In ‘The Number Mysteries’, Marcus du Sautoy explains how to fake a Jackson Pollock; how to work out whether or not the universe has a hole in the middle of it; how to make the world's roundest football. He shows us how to see shapes in four dimensions – and how maths makes you a better gambler. He tells us about the quest to predict the future – from the flight of asteroids to an impending storm, from bending a ball like Beckham to predicting population growth.
It's a book to dip in to; a book to challenge and puzzle – and a book that gives us answers.
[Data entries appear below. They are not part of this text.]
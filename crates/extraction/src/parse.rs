//! Normalisation of human-formatted price text into a [`Decimal`].
//!
//! Retail pages mix Brazilian (`1.234,56`) and US (`1,234.56`) conventions,
//! often with surrounding noise such as "De R$ 1.299,00 por R$ 999,00".

use std::str::FromStr;
use std::sync::LazyLock;

use regex::Regex;
use rust_decimal::Decimal;

use crate::error::PriceParseError;

const CURRENCY_SYMBOLS: [&str; 5] = ["US$", "R$", "€", "£", "$"];

static CURRENCY_TOKEN: LazyLock<Regex> = LazyLock::new(|| {
    Regex::new(r"(?:R\$|US\$|€|£|\$)\s*(\d(?:[\d.,]*\d)?)").expect("currency token regex")
});

static BARE_AMOUNT: LazyLock<Regex> =
    LazyLock::new(|| Regex::new(r"\b\d{1,3}(?:\.\d{3})*,\d{2}\b").expect("bare amount regex"));

/// Numeric parts of every currency-prefixed token in `text`, in order.
pub(crate) fn currency_tokens(text: &str) -> impl Iterator<Item = &str> {
    CURRENCY_TOKEN
        .captures_iter(text)
        .filter_map(|caps| caps.get(1).map(|m| m.as_str()))
}

/// Every `d.ddd,dd`-shaped amount in `text`, in order.
pub(crate) fn bare_amounts(text: &str) -> impl Iterator<Item = &str> {
    BARE_AMOUNT.find_iter(text).map(|m| m.as_str())
}

/// Parse a price out of free text.
///
/// The first currency-prefixed token wins when there is one. A comma is the
/// decimal separator only when it is the last separator and exactly two
/// digits follow it; otherwise commas are thousands separators.
pub fn parse_price(text: &str) -> Result<Decimal, PriceParseError> {
    let candidate = currency_tokens(text).next().unwrap_or(text);

    let mut cleaned: String = candidate.chars().filter(|c| !c.is_whitespace()).collect();
    for symbol in CURRENCY_SYMBOLS {
        cleaned = cleaned.replace(symbol, "");
    }

    let last_dot = cleaned.rfind('.');
    let normalized = match cleaned.rfind(',') {
        Some(comma)
            if last_dot.is_none_or(|dot| comma > dot)
                && digit_count(&cleaned[comma + 1..]) == 2 =>
        {
            let integer: String = cleaned[..comma]
                .chars()
                .filter(|c| c.is_ascii_digit())
                .collect();
            format!("{integer}.{}", &cleaned[comma + 1..])
        }
        Some(_) => cleaned.replace(',', ""),
        None => cleaned,
    };

    let mut digits: String = normalized
        .chars()
        .filter(|c| c.is_ascii_digit() || *c == '.')
        .collect();

    if !digits.chars().any(|c| c.is_ascii_digit()) {
        return Err(PriceParseError::new(text, "no digits"));
    }
    if digits.matches('.').count() > 1 {
        return Err(PriceParseError::new(text, "ambiguous separators"));
    }
    if digits.ends_with('.') {
        digits.pop();
    }
    if digits.starts_with('.') {
        digits.insert(0, '0');
    }

    Decimal::from_str(&digits).map_err(|_| PriceParseError::new(text, "out of range"))
}

fn digit_count(s: &str) -> usize {
    s.chars().filter(|c| c.is_ascii_digit()).count()
}

#[cfg(test)]
mod tests {
    use super::*;
    use proptest::prelude::*;
    use rust_decimal_macros::dec;

    #[test]
    fn brazilian_format() {
        assert_eq!(parse_price("R$ 1.234,56").unwrap(), dec!(1234.56));
        assert_eq!(parse_price("1.234,56").unwrap(), dec!(1234.56));
        assert_eq!(parse_price("1234,56").unwrap(), dec!(1234.56));
        assert_eq!(parse_price("R$\u{a0}99,90").unwrap(), dec!(99.90));
        assert_eq!(parse_price("1.234.567,89").unwrap(), dec!(1234567.89));
    }

    #[test]
    fn us_format() {
        assert_eq!(parse_price("US$ 1,234.56").unwrap(), dec!(1234.56));
        assert_eq!(parse_price("$19.99").unwrap(), dec!(19.99));
    }

    #[test]
    fn comma_without_two_decimals_is_a_thousands_separator() {
        assert_eq!(parse_price("1,234").unwrap(), dec!(1234));
        assert_eq!(parse_price("12,5").unwrap(), dec!(125));
    }

    #[test]
    fn first_currency_token_wins() {
        assert_eq!(
            parse_price("De R$ 1.299,00 por R$ 999,00").unwrap(),
            dec!(1299.00)
        );
    }

    #[test]
    fn noise_around_the_number_is_dropped() {
        assert_eq!(parse_price("  149,90 à vista ").unwrap(), dec!(149.90));
        assert_eq!(parse_price("€ 10").unwrap(), dec!(10));
    }

    #[test]
    fn rejects_text_without_digits() {
        assert!(parse_price("Indisponível").is_err());
        assert!(parse_price("").is_err());
    }

    #[test]
    fn rejects_multiple_dots() {
        assert!(parse_price("1.234.567").is_err());
    }

    fn format_brl(cents: u64) -> String {
        let reais = (cents / 100).to_string();
        let mut grouped = String::new();
        for (i, ch) in reais.chars().enumerate() {
            if i > 0 && (reais.len() - i) % 3 == 0 {
                grouped.push('.');
            }
            grouped.push(ch);
        }
        format!("R$ {grouped},{:02}", cents % 100)
    }

    fn format_usd(cents: u64) -> String {
        let dollars = (cents / 100).to_string();
        let mut grouped = String::new();
        for (i, ch) in dollars.chars().enumerate() {
            if i > 0 && (dollars.len() - i) % 3 == 0 {
                grouped.push(',');
            }
            grouped.push(ch);
        }
        format!("${grouped}.{:02}", cents % 100)
    }

    proptest! {
        #![proptest_config(ProptestConfig::with_cases(256))]

        #[test]
        fn brl_formatted_amounts_parse_exactly(cents in 1u64..10_000_000_000u64) {
            let parsed = parse_price(&format_brl(cents)).unwrap();
            prop_assert_eq!(parsed, Decimal::new(cents as i64, 2));
        }

        #[test]
        fn usd_formatted_amounts_parse_exactly(cents in 1u64..10_000_000_000u64) {
            let parsed = parse_price(&format_usd(cents)).unwrap();
            prop_assert_eq!(parsed, Decimal::new(cents as i64, 2));
        }

        #[test]
        fn never_panics_and_never_negative(text in ".{0,40}") {
            if let Ok(price) = parse_price(&text) {
                prop_assert!(price >= Decimal::ZERO);
            }
        }
    }
}
//! `pricewatch-core`: shared building blocks for the price-watching pipeline.
//!
//! Pure primitives only (identifiers, time source, domain errors); no IO.

pub mod clock;
pub mod error;
pub mod id;

pub use clock::{Clock, ManualClock, SystemClock};
pub use error::DomainError;
pub use id::{ObservationId, ProductId, UserId};
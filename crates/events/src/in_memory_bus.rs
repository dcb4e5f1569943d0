//! In-memory event bus for tests/dev.

use std::sync::Mutex;

use async_trait::async_trait;
use tokio::sync::mpsc;

use crate::bus::{EventBus, PublishError, Subscription};
use crate::topic::topic_matches;

/// In-memory topic bus.
///
/// - No IO
/// - Best-effort fan-out to every subscriber whose pattern matches
/// - Dead subscribers are dropped on the next publish
#[derive(Debug)]
pub struct InMemoryEventBus<M> {
    subscribers: Mutex<Vec<(String, mpsc::UnboundedSender<M>)>>,
}

impl<M> InMemoryEventBus<M> {
    pub fn new() -> Self {
        Self::default()
    }

    /// Number of live subscriptions.
    pub fn subscriber_count(&self) -> usize {
        self.subscribers
            .lock()
            .map(|subs| subs.iter().filter(|(_, tx)| !tx.is_closed()).count())
            .unwrap_or(0)
    }
}

impl<M> Default for InMemoryEventBus<M> {
    fn default() -> Self {
        Self {
            subscribers: Mutex::new(Vec::new()),
        }
    }
}

#[async_trait]
impl<M> EventBus<M> for InMemoryEventBus<M>
where
    M: Clone + Send + 'static,
{
    async fn publish(&self, topic: &str, message: M) -> Result<(), PublishError> {
        let mut subs = self
            .subscribers
            .lock()
            .map_err(|_| PublishError::Unavailable("subscriber lock poisoned".to_string()))?;

        subs.retain(|(pattern, tx)| {
            if !topic_matches(pattern, topic) {
                return !tx.is_closed();
            }
            tx.send(message.clone()).is_ok()
        });

        Ok(())
    }

    fn subscribe(&self, pattern: &str) -> Subscription<M> {
        let (tx, rx) = mpsc::unbounded_channel();

        // A poisoned lock still yields a subscription; it just never receives.
        if let Ok(mut subs) = self.subscribers.lock() {
            subs.push((pattern.to_string(), tx));
        }

        Subscription::new(rx)
    }
}
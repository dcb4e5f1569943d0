//! Domain events and the event channel that carries them between the
//! monitoring orchestrator and the notification dispatcher.

pub mod bus;
pub mod envelope;
pub mod event;
pub mod in_memory_bus;
pub mod price_change;
pub mod topic;
pub mod user_created;

pub use bus::{EventBus, PublishError, Subscription};
pub use envelope::EventEnvelope;
pub use event::Event;
pub use in_memory_bus::InMemoryEventBus;
pub use price_change::{NotificationChannel, PriceChangeEvent};
pub use topic::{routing_keys, topic_matches};
pub use user_created::UserCreatedEvent;

/// The message type carried on the wire: a JSON payload inside an envelope.
pub type JsonEnvelope = EventEnvelope<serde_json::Value>;
use thiserror::Error;

use pricewatch_core::ProductId;

/// Observation store errors.
#[derive(Debug, Error, Clone, PartialEq, Eq)]
pub enum StoreError {
    #[error("storage backend error: {0}")]
    Backend(String),

    #[error("corrupt observation row: {0}")]
    Corrupt(String),
}

/// Product registry errors.
#[derive(Debug, Error, Clone, PartialEq, Eq)]
pub enum RegistryError {
    #[error("product not found: {0}")]
    NotFound(ProductId),

    #[error("product registry unavailable: {0}")]
    Unavailable(String),

    #[error("unexpected product registry response: {0}")]
    Decode(String),
}
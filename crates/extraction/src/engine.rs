use std::sync::Arc;
use std::time::Duration;

use rust_decimal::Decimal;
use scraper::{ElementRef, Html, Selector};
use tracing::{debug, instrument, warn};

use crate::error::{ExtractionError, FetchError};
use crate::fetch::{HttpFetcher, PageFetcher};
use crate::parse::{bare_amounts, currency_tokens, parse_price};
use crate::retry::RetryPolicy;
use crate::selectors::{Store, GENERIC};

pub const DEFAULT_USER_AGENT: &str =
    "Mozilla/5.0 (Windows NT 10.0; Win64; x64) AppleWebKit/537.36";

/// Fetch settings for the HTTP-backed extractor.
#[derive(Debug, Clone)]
pub struct ExtractorConfig {
    pub timeout: Duration,
    pub user_agent: String,
    pub retry: RetryPolicy,
}

impl Default for ExtractorConfig {
    fn default() -> Self {
        Self {
            timeout: Duration::from_secs(10),
            user_agent: DEFAULT_USER_AGENT.to_string(),
            retry: RetryPolicy::default(),
        }
    }
}

/// Fetches product pages and pulls a price out of them.
#[derive(Clone)]
pub struct PriceExtractor {
    fetcher: Arc<dyn PageFetcher>,
    retry: RetryPolicy,
}

impl std::fmt::Debug for PriceExtractor {
    fn fmt(&self, f: &mut std::fmt::Formatter<'_>) -> std::fmt::Result {
        f.debug_struct("PriceExtractor")
            .field("retry", &self.retry)
            .finish_non_exhaustive()
    }
}

impl PriceExtractor {
    pub fn new(fetcher: Arc<dyn PageFetcher>, retry: RetryPolicy) -> Self {
        Self { fetcher, retry }
    }

    pub fn http(config: &ExtractorConfig) -> Result<Self, FetchError> {
        let fetcher = HttpFetcher::new(config.timeout, &config.user_agent)?;
        Ok(Self::new(Arc::new(fetcher), config.retry))
    }

    /// Fetch `url` (retrying transient failures) and extract its price.
    #[instrument(skip(self), err)]
    pub async fn extract(
        &self,
        url: &str,
        store_hint: Option<&str>,
        selector: Option<&str>,
    ) -> Result<Decimal, ExtractionError> {
        let fetcher = &self.fetcher;
        let html = self
            .retry
            .run(|| fetcher.fetch(url), FetchError::is_retryable)
            .await?;

        let store = Store::from_hint(store_hint.unwrap_or_default());
        extract_from_html(&html, store, selector).ok_or_else(|| ExtractionError::PriceNotFound {
            url: url.to_string(),
        })
    }

    /// One fetch, no retries. Never fails.
    pub async fn is_url_accessible(&self, url: &str) -> bool {
        match self.fetcher.fetch(url).await {
            Ok(_) => true,
            Err(err) => {
                debug!(url, error = %err, "url not accessible");
                false
            }
        }
    }
}

/// Run the selector cascade and regex scan over already-fetched markup.
///
/// Stops at the first positive price: custom selector, store selectors,
/// generic selectors, then currency-shaped tokens in the raw markup.
pub fn extract_from_html(html: &str, store: Store, custom: Option<&str>) -> Option<Decimal> {
    let document = Html::parse_document(html);

    if let Some(custom) = custom.map(str::trim).filter(|s| !s.is_empty()) {
        match Selector::parse(custom) {
            Ok(selector) => {
                if let Some(price) = first_price(&document, &selector) {
                    debug!(selector = custom, %price, "price found with custom selector");
                    return Some(price);
                }
            }
            Err(err) => warn!(selector = custom, error = ?err, "invalid custom selector; skipping"),
        }
    }

    store
        .selectors()
        .iter()
        .chain(GENERIC.iter())
        .find_map(|raw| {
            let selector = Selector::parse(raw).ok()?;
            let price = first_price(&document, &selector)?;
            debug!(selector = raw, ?store, %price, "price found with known selector");
            Some(price)
        })
        .or_else(|| scan_markup(html))
}

fn first_price(document: &Html, selector: &Selector) -> Option<Decimal> {
    document
        .select(selector)
        .filter_map(|element| parse_price(&element_text(element)).ok())
        .find(|price| *price > Decimal::ZERO)
}

fn element_text(element: ElementRef<'_>) -> String {
    let text = element
        .text()
        .map(str::trim)
        .filter(|s| !s.is_empty())
        .collect::<Vec<_>>()
        .join(" ");
    if !text.is_empty() {
        return text;
    }

    ["content", "data-price", "value"]
        .iter()
        .find_map(|attr| element.value().attr(attr))
        .map(str::to_string)
        .unwrap_or_default()
}

fn scan_markup(html: &str) -> Option<Decimal> {
    currency_tokens(html)
        .chain(bare_amounts(html))
        .filter_map(|token| parse_price(token).ok())
        .find(|price| *price > Decimal::ZERO)
}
Marcus du Sautoy is currently a Research Fellow at the Royal Society and has been named by the Independent on Sunday as one of the UK’s leading scientists; he is also a member of Dept of Pure Mathematics at Cambridge and a fellow of All Souls, Oxford. He writes for The Times and The Guardian, presents Mind Games on BBC4, was chosen as one of Esquire's 100 most influential men under 40, and gave the Royal Institution Christmas Lectures in 2006. He is the author of ‘The Music of the Primes’ and ‘Finding Moonshine’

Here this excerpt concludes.